Amrullah Saleh, the former vice-president of Afghanistan, who is now leading the Resistance Front against Taliban in Panjshir Valley, has delineated the sequence of events that unfolded as Kabul fell to the outfit and how Afghan leadership abandoned the people of the war-ravaged country in the hour of need. Writing for UK newspaper Daily Mail, Saleh, 48, who has declared himself as caretaker president of Afghanistan after former president Ashraf Ghani fled the country, says he believes those politicians who leave their country in moments of crisis betray its very soil.
He revealed how Afghan officials went underground instead of fighting the Taliban as the outfit fighters advanced towards Kabul last month.
"The night before Kabul fell, the police chief called me to say there was a revolt inside the prison and the Taliban inmates were attempting to escape. I had created a network of non-Taliban prisoners. I called them, and they started a counter revolt on my orders within the prison," he writes in Daily Mail.
"Mob control units were deployed along with some Afghan special forces and the situation in the prison was controlled," he adds.
He said he tried contacting the then Minister of Defence Bismillah Khan Mohammadi, then-Interior Minister, and their deputies on the morning of August 15.
"But I could not find them. I did find very committed officials in both ministries who reported to me how they are not able to deploy the reserves or the commandoes to the frontlines," he recounts.
Saleh said he was unable to find deployable Afghan troops anywhere in the city in "desperate hour".

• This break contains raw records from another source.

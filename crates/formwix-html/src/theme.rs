//! Class names for rendered forms, keyed by slot.

use std::collections::BTreeMap;

use formwix::config::ThemeOverride;
use serde::{Deserialize, Serialize};

/// Class added to a control whose field has an error.
pub const INVALID_CLASS: &str = "border-red-500";

const DEFAULT_SLOTS: &[(&str, &str)] = &[
    ("form", "w-full"),
    ("formContainer", "flex flex-col gap-4"),
    ("fieldContainer", "flex flex-col gap-1"),
    ("fieldLabelWrapper", "flex items-center gap-1"),
    ("label", "text-sm font-medium text-gray-700"),
    ("requiredLabel", "text-red-500"),
    ("fieldDescription", "text-xs text-gray-500"),
    ("fieldWrapper", "w-full"),
    ("fieldError", "text-xs text-red-500"),
    ("formActionWrapper", "flex justify-end gap-2 mt-4"),
    ("formResetButton", "px-4 py-2 rounded border border-gray-300"),
    ("submitButton", "px-4 py-2 rounded bg-blue-600 text-white disabled:opacity-50"),
    ("text", "w-full rounded border border-gray-300 px-3 py-2"),
    ("textarea", "w-full rounded border border-gray-300 px-3 py-2"),
    ("email", "w-full rounded border border-gray-300 px-3 py-2"),
    ("password", "w-full rounded border border-gray-300 px-3 py-2"),
    ("passwordWrapper", "relative"),
    ("number", "w-full rounded border border-gray-300 px-3 py-2"),
    ("date", "w-full rounded border border-gray-300 px-3 py-2"),
    ("time", "w-full rounded border border-gray-300 px-3 py-2"),
    ("datetime", "w-full rounded border border-gray-300 px-3 py-2"),
    ("url", "w-full rounded border border-gray-300 px-3 py-2"),
    ("tel", "w-full rounded border border-gray-300 px-3 py-2"),
    ("selectOptionsWrapper", "w-full"),
    ("select", "w-full rounded border border-gray-300 px-3 py-2"),
    ("multiSelectWrapper", "flex flex-col gap-1"),
    ("multiSelectOptionsWrapper", "flex items-center gap-2"),
    ("multiSelect", "h-4 w-4"),
    ("radioWrapper", "flex flex-col gap-1"),
    ("radioOptionsWrapper", "flex items-center gap-2"),
    ("radio", "h-4 w-4"),
    ("optionsLabel", "text-sm"),
    ("checkBoxWrapper", "flex items-center gap-2"),
    ("checkbox", "h-4 w-4"),
    ("checkBoxLabel", "text-sm"),
];

/// Slot to class-string map.
#[derive(Debug, Clone, PartialEq, Eq, Serialize, Deserialize)]
#[serde(transparent)]
pub struct Theme {
    slots: BTreeMap<String, String>,
}

impl Default for Theme {
    fn default() -> Self {
        Self {
            slots: DEFAULT_SLOTS
                .iter()
                .map(|(slot, classes)| ((*slot).to_string(), (*classes).to_string()))
                .collect(),
        }
    }
}

impl Theme {
    /// Creates a theme with no classes at all.
    pub fn empty() -> Self {
        Self {
            slots: BTreeMap::new(),
        }
    }

    /// Returns the classes of a slot, or `""`.
    pub fn get(&self, slot: &str) -> &str {
        self.slots.get(slot).map_or("", String::as_str)
    }

    /// Sets the classes of a slot.
    pub fn set(&mut self, slot: impl Into<String>, classes: impl Into<String>) {
        self.slots.insert(slot.into(), classes.into());
    }

    /// Returns a copy with `overrides` replacing matching slots.
    #[must_use]
    pub fn merge(&self, overrides: &ThemeOverride) -> Self {
        let mut merged = self.clone();
        for (slot, classes) in overrides {
            merged.set(slot.clone(), classes.clone());
        }
        merged
    }

    /// Returns the theme for one field: this theme with the field's
    /// overrides applied.
    pub fn for_field(&self, overrides: Option<&ThemeOverride>) -> Self {
        overrides.map_or_else(|| self.clone(), |o| self.merge(o))
    }
}

/// Joins class strings, skipping empty ones.
pub fn classes(parts: &[&str]) -> String {
    parts
        .iter()
        .map(|part| part.trim())
        .filter(|part| !part.is_empty())
        .collect::<Vec<_>>()
        .join(" ")
}

#[cfg(test)]
mod tests {
    use super::*;

    #[test]
    fn test_default_slots() {
        let theme = Theme::default();
        assert!(theme.get("submitButton").contains("bg-blue-600"));
        assert_eq!(theme.get("nonexistent"), "");
        assert_eq!(Theme::empty().get("form"), "");
    }

    #[test]
    fn test_merge() {
        let mut overrides = ThemeOverride::new();
        overrides.insert("label".to_string(), "font-bold".to_string());
        let merged = Theme::default().merge(&overrides);
        assert_eq!(merged.get("label"), "font-bold");
        assert_eq!(merged.get("form"), Theme::default().get("form"));
        assert_eq!(Theme::default().for_field(None), Theme::default());
    }

    #[test]
    fn test_classes() {
        assert_eq!(classes(&["a", "", "  b ", "c"]), "a b c");
        assert_eq!(classes(&["", ""]), "");
    }

    #[test]
    fn test_theme_from_json() {
        let theme: Theme = serde_json::from_str(r#"{ "form": "my-form" }"#).unwrap();
        assert_eq!(theme.get("form"), "my-form");
        assert_eq!(theme.get("label"), "");
    }
}
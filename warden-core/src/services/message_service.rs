use std::sync::Arc;
use tracing::{debug, info, warn};
use warden_common::models::{GroupContext, InboundEvent, Message};
use warden_common::traits::repository_traits::{GroupContextRepository, UserRepository};

use crate::config::GroupDefaults;
use crate::services::moderation::{ModerationPipeline, PipelineOutcome};

/// Prefix of the in-chat admin commands handled by the transport.
pub const COMMAND_PREFIX: &str = "warden:";

/// The MessageService turns inbound transport events into pipeline runs:
/// it filters out what should never be moderated, registers the sender,
/// resolves the group context and hands the message to the pipeline.
pub struct MessageService {
    pipeline: Arc<ModerationPipeline>,
    groups: Arc<dyn GroupContextRepository>,
    users: Arc<dyn UserRepository>,
    defaults: GroupDefaults,
}

impl MessageService {
    pub fn new(
        pipeline: Arc<ModerationPipeline>,
        groups: Arc<dyn GroupContextRepository>,
        users: Arc<dyn UserRepository>,
    ) -> Self {
        debug!("MessageService::new() called");
        let defaults = pipeline.config().defaults.clone();
        Self {
            pipeline,
            groups,
            users,
            defaults,
        }
    }

    /// Converts an event into a `Message`, or `None` if it is not a
    /// moderatable group text: private chats, empty or missing text, and
    /// commands (`/...` or `warden:...`) are dropped.
    pub fn to_message(event: &InboundEvent) -> Option<Message> {
        if !event.chat_is_group {
            return None;
        }
        let text = event.text.as_deref()?.trim();
        if text.is_empty() || is_command(text) {
            return None;
        }

        let (reply_to_id, reply_to_text) = match &event.reply_context {
            Some(ctx) => (ctx.message_id, ctx.text.clone()),
            None => (None, None),
        };

        Some(Message {
            message_id: event.message_id,
            user_id: event.sender_id,
            group_id: event.chat_id,
            sender_name: event.sender_name.clone(),
            text: text.to_string(),
            created_at: event.timestamp,
            reply_to_id,
            reply_to_text,
        })
    }

    /// Registered context, or the documented defaults. A lookup failure is
    /// logged and treated like an unregistered group.
    pub async fn group_context(&self, group_id: i64, chat_title: Option<&str>) -> GroupContext {
        let found = self
            .groups
            .get_context(group_id, &self.defaults.group_title, &self.defaults.group_rules)
            .await;

        match found {
            Ok(Some(ctx)) => ctx,
            Ok(None) => {
                debug!(group_id, "Group not registered, using default context");
                self.default_context(group_id, chat_title)
            }
            Err(e) => {
                warn!(group_id, "Group context lookup failed, using defaults: {}", e);
                self.default_context(group_id, chat_title)
            }
        }
    }

    fn default_context(&self, group_id: i64, chat_title: Option<&str>) -> GroupContext {
        let title = chat_title
            .map(str::trim)
            .filter(|t| !t.is_empty())
            .unwrap_or(self.defaults.group_title.as_str())
            .to_string();
        GroupContext {
            group_id,
            title,
            rules_text: self.defaults.group_rules.clone(),
        }
    }

    /// Processes one inbound event. Returns `None` when the event was
    /// filtered out before reaching the pipeline.
    pub async fn handle_event(&self, event: InboundEvent) -> Option<PipelineOutcome> {
        let Some(message) = Self::to_message(&event) else {
            debug!(chat_id = event.chat_id, "Event dropped before moderation");
            return None;
        };

        if let Err(e) = self.users.upsert_user(message.user_id, &message.sender_name).await {
            warn!(user_id = message.user_id, "Failed to register user: {}", e);
        }

        let group = self.group_context(message.group_id, event.chat_title.as_deref()).await;
        let outcome = self.pipeline.process(&message, &group).await;
        info!(
            user_id = message.user_id,
            group_id = message.group_id,
            state = %outcome.state,
            actions = outcome.actions.len(),
            "Message handled"
        );
        Some(outcome)
    }
}

fn is_command(text: &str) -> bool {
    text.starts_with('/')
        || text
            .get(..COMMAND_PREFIX.len())
            .is_some_and(|p| p.eq_ignore_ascii_case(COMMAND_PREFIX))
}
// File: warden-core/src/services/moderation/executor.rs

use async_trait::async_trait;
use warden_common::models::{Decision, Message, OutboundAction};

use crate::config::NoticeConfig;
use crate::Error;

/// Side-effect boundary: the transport turns these into platform calls.
#[cfg_attr(test, mockall::automock)]
#[async_trait]
pub trait ActionExecutor: Send + Sync {
    async fn execute(&self, action: &OutboundAction) -> Result<(), Error>;
}

/// Outbound request for a gated decision, if it asks for anything.
pub fn moderation_action(message: &Message, decision: &Decision, notice: &NoticeConfig) -> Option<OutboundAction> {
    if !decision.requires_action() {
        return None;
    }

    let send_text = if decision.should_notify {
        let body = decision
            .judgment
            .as_ref()
            .and_then(|j| j.message_to_user.as_deref())
            .map(str::trim)
            .filter(|t| !t.is_empty())
            .unwrap_or(notice.fallback_text.as_str());
        Some(format!("{} {}", notice.prefix, body).trim().to_string())
    } else {
        None
    };

    Some(OutboundAction {
        chat_id: message.group_id,
        message_id: message.message_id,
        delete_original: decision.should_delete,
        send_text,
        reply_to_sender: decision.should_notify && !decision.should_delete,
    })
}

/// Tool replies go back as a reply to the asking message.
pub fn tool_reply_action(message: &Message, reply: &str) -> OutboundAction {
    OutboundAction {
        chat_id: message.group_id,
        message_id: message.message_id,
        delete_original: false,
        send_text: Some(reply.to_string()),
        reply_to_sender: true,
    }
}

#[cfg(test)]
mod tests {
    use super::*;
    use chrono::Utc;
    use warden_common::models::{
        AccountAction, Category, ClassificationResult, JudgmentResult, MessageAction, Rating, RepetitionSignal,
    };

    fn message() -> Message {
        Message {
            message_id: Some(55),
            user_id: 1,
            group_id: -100,
            sender_name: "Mina".to_string(),
            text: "buy followers".to_string(),
            created_at: Utc::now(),
            reply_to_id: None,
            reply_to_text: None,
        }
    }

    fn decision(delete: bool, notify: bool, notice: Option<&str>) -> Decision {
        Decision {
            classification: ClassificationResult {
                category: Category::Spam,
                confidence: Rating::High,
                severity: Rating::High,
                evidence: None,
                reasoning: None,
                repetition: RepetitionSignal::default(),
            },
            judgment: Some(JudgmentResult {
                account_action: if notify { AccountAction::Restrict } else { AccountAction::Dismiss },
                message_action: if delete { MessageAction::Delete } else { MessageAction::Dismiss },
                reasoning: "r".to_string(),
                message_to_user: notice.map(str::to_string),
            }),
            should_notify: notify,
            should_delete: delete,
            suppressed: None,
        }
    }

    #[test]
    fn delete_and_notify_with_prefix() {
        let action = moderation_action(&message(), &decision(true, true, Some("Please stop.")), &NoticeConfig::default()).unwrap();
        assert!(action.delete_original);
        assert_eq!(action.send_text.as_deref(), Some("Smart moderator: Please stop."));
        assert_eq!(action.chat_id, -100);
        assert!(!action.reply_to_sender);
    }

    #[test]
    fn missing_notice_uses_fallback() {
        let notice = NoticeConfig::default();
        let action = moderation_action(&message(), &decision(false, true, None), &notice).unwrap();
        assert_eq!(action.send_text, Some(format!("{} {}", notice.prefix, notice.fallback_text)));
        assert!(action.reply_to_sender);
    }

    #[test]
    fn no_action_for_inert_decision() {
        assert!(moderation_action(&message(), &decision(false, false, None), &NoticeConfig::default()).is_none());
    }

    #[tokio::test]
    async fn mock_executor_receives_action() {
        let mut mock = MockActionExecutor::new();
        mock.expect_execute()
            .withf(|a: &OutboundAction| a.delete_original && a.send_text.is_none())
            .times(1)
            .returning(|_| Ok(()));

        let action = moderation_action(&message(), &decision(true, false, None), &NoticeConfig::default()).unwrap();
        mock.execute(&action).await.unwrap();
    }
}
// File: warden-core/tests/history_tests.rs

use std::sync::Arc;

use chrono::{Duration, Utc};
use warden_common::models::HistoryRecord;
use warden_common::traits::repository_traits::HistoryRepository;
use warden_core::test_utils::helpers::group_message;
use warden_core::InMemoryHistoryStore;

const USER: i64 = 7;
const GROUP: i64 = -1001;

#[tokio::test]
async fn window_is_capped_at_ten_and_oldest_first() {
    let store = InMemoryHistoryStore::default();
    let now = Utc::now();

    // 15 messages, one every 10 seconds, all within the last 5 minutes
    for i in 0..15 {
        let at = now - Duration::seconds(150 - i * 10);
        let msg = group_message(USER, GROUP, &format!("message {i}"), at);
        store.append(&HistoryRecord::from_message(&msg)).await.unwrap();
    }

    let window = store
        .recent_window(USER, GROUP, 10, Duration::minutes(5), now)
        .await
        .unwrap();

    assert_eq!(window.len(), 10);
    assert_eq!(window.first().unwrap().text, "message 5");
    assert_eq!(window.last().unwrap().text, "message 14");
    assert!(window
        .windows(2)
        .all(|w| w[0].message_created_at <= w[1].message_created_at));
}

#[tokio::test]
async fn window_excludes_messages_older_than_five_minutes() {
    let store = InMemoryHistoryStore::default();
    let now = Utc::now();

    for (text, age) in [("old", 600), ("borderline", 301), ("recent", 120), ("fresh", 5)] {
        let msg = group_message(USER, GROUP, text, now - Duration::seconds(age));
        store.append(&HistoryRecord::from_message(&msg)).await.unwrap();
    }

    let window = store
        .recent_window(USER, GROUP, 10, Duration::minutes(5), now)
        .await
        .unwrap();
    let texts: Vec<_> = window.iter().map(|r| r.text.as_str()).collect();
    assert_eq!(texts, vec!["recent", "fresh"]);

    // stored records are still there; only the read is windowed
    assert_eq!(store.count(USER, GROUP), 4);
}

#[tokio::test]
async fn reads_are_idempotent_without_appends() {
    let store = InMemoryHistoryStore::default();
    let now = Utc::now();
    for i in 0..3 {
        let msg = group_message(USER, GROUP, &format!("hi {i}"), now - Duration::seconds(30 - i));
        store.append(&HistoryRecord::from_message(&msg)).await.unwrap();
    }

    let first = store.recent_window(USER, GROUP, 10, Duration::minutes(5), now).await.unwrap();
    let second = store.recent_window(USER, GROUP, 10, Duration::minutes(5), now).await.unwrap();
    assert_eq!(first, second);
}

#[tokio::test]
async fn windows_are_isolated_per_user_and_group() {
    let store = InMemoryHistoryStore::default();
    let now = Utc::now();

    store.append(&HistoryRecord::from_message(&group_message(USER, GROUP, "mine", now))).await.unwrap();
    store.append(&HistoryRecord::from_message(&group_message(USER + 1, GROUP, "neighbour", now))).await.unwrap();
    store.append(&HistoryRecord::from_message(&group_message(USER, GROUP - 1, "elsewhere", now))).await.unwrap();

    let window = store.recent_window(USER, GROUP, 10, Duration::minutes(5), now).await.unwrap();
    assert_eq!(window.len(), 1);
    assert_eq!(window[0].text, "mine");
}

#[tokio::test]
async fn prune_keeps_the_most_recent_records() {
    let store = InMemoryHistoryStore::default();
    let now = Utc::now();
    for i in 0..60 {
        let msg = group_message(USER, GROUP, &format!("m{i}"), now - Duration::seconds(60 - i));
        store.append(&HistoryRecord::from_message(&msg)).await.unwrap();
    }

    let removed = store.prune(USER, GROUP, 50).await.unwrap();
    assert_eq!(removed, 10);
    assert_eq!(store.count(USER, GROUP), 50);

    let window = store.recent_window(USER, GROUP, 10, Duration::minutes(5), now).await.unwrap();
    assert_eq!(window.last().unwrap().text, "m59");

    // nothing left to remove
    assert_eq!(store.prune(USER, GROUP, 50).await.unwrap(), 0);
}

#[tokio::test(flavor = "multi_thread", worker_threads = 4)]
async fn concurrent_appends_for_one_pair_are_all_kept() {
    let store = Arc::new(InMemoryHistoryStore::default());
    let now = Utc::now();

    let mut handles = Vec::new();
    for i in 0..20 {
        let store = store.clone();
        handles.push(tokio::spawn(async move {
            let msg = group_message(USER, GROUP, &format!("burst {i}"), now);
            store.append(&HistoryRecord::from_message(&msg)).await
        }));
    }
    for h in handles {
        h.await.unwrap().unwrap();
    }

    assert_eq!(store.count(USER, GROUP), 20);
    let window = store.recent_window(USER, GROUP, 50, Duration::minutes(5), now).await.unwrap();
    assert!(window.windows(2).all(|w| w[0].record_id < w[1].record_id));
}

"I then spoke to the police chief of Kabul, a very brave man whom I wish all the best wherever he is. He informed me that the line in the east had fallen, two districts in the south had fallen, and the adjacent province of Wardak had fallen," he says.
"He asked for my help in deploying commandoes. I asked him if he could hold the front with whatever resources he had for an hour," he adds.
Saleh says he was not able to assemble any troops to help the police chief. So he tried to contact the presidential palace and former National Security Advisor Hamdullah Mohib, but it was of no use.
"I called the Palace. I messaged our National Security Adviser to say we have to do something. I got no response from anyone. And by 9 am that morning of August 15, Kabul was panicking," he says.
"The Intelligence Chief had visited me the evening before. I had asked him about his plan should the Taliban storm Kabul. 'My plan is to join you wherever you go,' he said. 'Even if we are blocked by the Taliban, we do our last battle together'," he added.
In an apparent swipe at former Afghan President Ashraf Ghani and other officials, Saleh said these politicians have "betrayed the people".
"They stay in these hotels and villas abroad and then they call on the poorest Afghans to revolt. That's craven. If we want a revolt, the revolt has to be led," he writes.
"They may say now that they would have become martyrs had they remained in Afghanistan. Why not? We need leaders to become martyrs. They will say they would have been taken prisoner. Why not? We need leaders to serve as prisoners," he adds.
As no help and support arrived from the government side, Saleh turned to Ahmad Massoud, the son of his mentor Ahmed Shah Massoud.
"Instead I sent a message to Ahmad Massoud, son of my mentor, the late Massoud. 'My brother, where are you?' He said: 'I'm in Kabul and planning my next move'. I told him I was also in Kabul and offered to join forces," he writes.
Before leaving Kabul, Saleh went home to destroyed pictures of my wife and my daughters.
"I then went through my home and destroyed pictures of my wife and my daughters. I collected my computer and some belongings. I asked my chief guard, Rahim, to place his hand on my Koran," he writes.
"We are going to Panjshir and the road is already taken,' I told him. 'We will fight our way through. We will fight it together. But should I get injured, I have one request of you. Shoot me twice in my head. I don't want to surrender to the Taliban. Ever," he adds.
Saleh's says they got into a convoy of a few armoured vehicles and two pickup trucks with guns mounted on them. The convoy was attacked twice on the way to Panjhsir.
"We crossed the northern pass with great difficulty because it has become a lawless territory. Thugs. Thieves. Taliban. We were attacked twice, but we survived. We fought our way with determination," he says.
"When we reached Panjshir, we got a message that the elders of the community had gathered in the mosque. I spoke to them for an hour and afterwards, each of them rose in support," he adds.
Panjshir has been a tourist destination for 20 years, he says, adding "We had no military equipment, no ammunition here".
"But that night I drew up a strategy to toughen the province's defences. Then I received a call informing me that Ahmed Massoud was heading to Panjshir by helicopter. I felt a surge of hope course through me. We had our first meeting to strategise that night," he adds.
"Has it been easy to take up resistance? Absolutely not. I'm in a difficult situation, no doubt. I'm not made of steel I'm a human being. I have emotions. I'm aware that the Taliban want my head. But this is history. And we are in the centre of the history," he notes.